··· Supplied entries

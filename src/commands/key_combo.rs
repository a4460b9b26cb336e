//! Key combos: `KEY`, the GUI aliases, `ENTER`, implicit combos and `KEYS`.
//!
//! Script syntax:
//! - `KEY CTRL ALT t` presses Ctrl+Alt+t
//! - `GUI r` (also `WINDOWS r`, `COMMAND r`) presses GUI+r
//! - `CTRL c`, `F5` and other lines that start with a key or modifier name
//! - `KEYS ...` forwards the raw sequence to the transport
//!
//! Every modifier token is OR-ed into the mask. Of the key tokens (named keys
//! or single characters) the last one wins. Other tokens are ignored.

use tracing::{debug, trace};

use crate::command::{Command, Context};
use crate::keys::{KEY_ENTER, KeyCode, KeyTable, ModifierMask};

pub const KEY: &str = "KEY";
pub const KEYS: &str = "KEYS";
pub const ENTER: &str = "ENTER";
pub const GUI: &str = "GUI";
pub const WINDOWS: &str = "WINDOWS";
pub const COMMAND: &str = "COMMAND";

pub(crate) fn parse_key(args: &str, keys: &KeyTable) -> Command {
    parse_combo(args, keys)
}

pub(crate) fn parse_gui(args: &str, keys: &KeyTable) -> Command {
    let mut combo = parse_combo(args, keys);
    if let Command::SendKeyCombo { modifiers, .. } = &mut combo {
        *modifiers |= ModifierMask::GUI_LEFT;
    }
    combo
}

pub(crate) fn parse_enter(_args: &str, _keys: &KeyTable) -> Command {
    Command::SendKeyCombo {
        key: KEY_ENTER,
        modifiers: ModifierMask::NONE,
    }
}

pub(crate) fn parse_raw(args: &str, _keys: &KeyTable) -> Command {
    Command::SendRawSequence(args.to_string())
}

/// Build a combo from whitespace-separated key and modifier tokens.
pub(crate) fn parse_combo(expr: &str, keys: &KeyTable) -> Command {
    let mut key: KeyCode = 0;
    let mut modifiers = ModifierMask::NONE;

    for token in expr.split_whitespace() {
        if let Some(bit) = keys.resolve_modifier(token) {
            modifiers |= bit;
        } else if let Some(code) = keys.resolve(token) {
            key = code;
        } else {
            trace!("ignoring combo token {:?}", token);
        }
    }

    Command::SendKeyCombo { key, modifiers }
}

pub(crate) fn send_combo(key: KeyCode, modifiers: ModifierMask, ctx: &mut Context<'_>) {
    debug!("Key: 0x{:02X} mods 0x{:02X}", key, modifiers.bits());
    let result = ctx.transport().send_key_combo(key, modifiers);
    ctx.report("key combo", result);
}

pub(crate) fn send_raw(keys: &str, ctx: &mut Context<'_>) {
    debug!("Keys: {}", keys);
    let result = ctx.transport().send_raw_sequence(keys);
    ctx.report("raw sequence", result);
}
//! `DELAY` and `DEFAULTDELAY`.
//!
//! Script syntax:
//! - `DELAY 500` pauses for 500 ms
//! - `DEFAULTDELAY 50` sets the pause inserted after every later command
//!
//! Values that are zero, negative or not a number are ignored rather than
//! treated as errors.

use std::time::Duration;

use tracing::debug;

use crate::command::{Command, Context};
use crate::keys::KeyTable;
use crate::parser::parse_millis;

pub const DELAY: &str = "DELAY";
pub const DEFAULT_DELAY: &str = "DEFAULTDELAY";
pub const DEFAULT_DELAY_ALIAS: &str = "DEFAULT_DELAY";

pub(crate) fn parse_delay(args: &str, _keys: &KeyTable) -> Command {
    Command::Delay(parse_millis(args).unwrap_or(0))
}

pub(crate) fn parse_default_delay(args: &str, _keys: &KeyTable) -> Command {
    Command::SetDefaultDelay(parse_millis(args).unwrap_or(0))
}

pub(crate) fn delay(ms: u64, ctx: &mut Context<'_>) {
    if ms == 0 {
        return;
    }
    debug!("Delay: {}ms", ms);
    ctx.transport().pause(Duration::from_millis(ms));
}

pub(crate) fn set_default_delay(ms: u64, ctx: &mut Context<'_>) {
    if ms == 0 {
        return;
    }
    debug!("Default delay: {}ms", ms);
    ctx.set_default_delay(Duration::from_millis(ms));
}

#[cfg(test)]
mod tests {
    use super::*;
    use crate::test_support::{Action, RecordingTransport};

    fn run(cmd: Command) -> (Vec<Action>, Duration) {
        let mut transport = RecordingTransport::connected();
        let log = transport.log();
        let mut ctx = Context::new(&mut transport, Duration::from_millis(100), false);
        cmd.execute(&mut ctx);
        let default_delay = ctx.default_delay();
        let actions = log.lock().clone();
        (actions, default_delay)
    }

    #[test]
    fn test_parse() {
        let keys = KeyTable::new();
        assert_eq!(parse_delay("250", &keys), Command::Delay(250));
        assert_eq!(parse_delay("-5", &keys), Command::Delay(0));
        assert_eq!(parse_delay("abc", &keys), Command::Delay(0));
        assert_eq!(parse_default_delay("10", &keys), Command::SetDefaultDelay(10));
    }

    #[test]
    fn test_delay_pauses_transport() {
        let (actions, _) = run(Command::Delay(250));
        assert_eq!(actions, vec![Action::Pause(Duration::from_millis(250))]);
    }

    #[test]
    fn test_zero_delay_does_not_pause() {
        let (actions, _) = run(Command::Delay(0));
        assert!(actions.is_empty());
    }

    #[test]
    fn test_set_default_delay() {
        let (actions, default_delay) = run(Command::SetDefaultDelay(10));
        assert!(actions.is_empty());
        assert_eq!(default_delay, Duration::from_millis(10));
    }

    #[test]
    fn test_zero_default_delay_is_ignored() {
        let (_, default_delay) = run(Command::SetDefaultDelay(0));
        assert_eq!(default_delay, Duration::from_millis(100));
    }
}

······

> **The problem**
Starting at the line above that holds "pub(crate) fn parse_gui(args: &str, keys: &KeyTable)" and ending at the line that holds "let mut key: KeyCode = 0;", transcribe each line exactly and include no other lines.

> **Answer to this task**
pub(crate) fn parse_gui(args: &str, keys: &KeyTable) -> Command {
    let mut combo = parse_combo(args, keys);
    if let Command::SendKeyCombo { modifiers, .. } = &mut combo {
        *modifiers |= ModifierMask::GUI_LEFT;
    }
    combo
}

pub(crate) fn parse_enter(_args: &str, _keys: &KeyTable) -> Command {
    Command::SendKeyCombo {
        key: KEY_ENTER,
        modifiers: ModifierMask::NONE,
    }
}

pub(crate) fn parse_raw(args: &str, _keys: &KeyTable) -> Command {
    Command::SendRawSequence(args.to_string())
}

/// Build a combo from whitespace-separated key and modifier tokens.
pub(crate) fn parse_combo(expr: &str, keys: &KeyTable) -> Command {
    let mut key: KeyCode = 0;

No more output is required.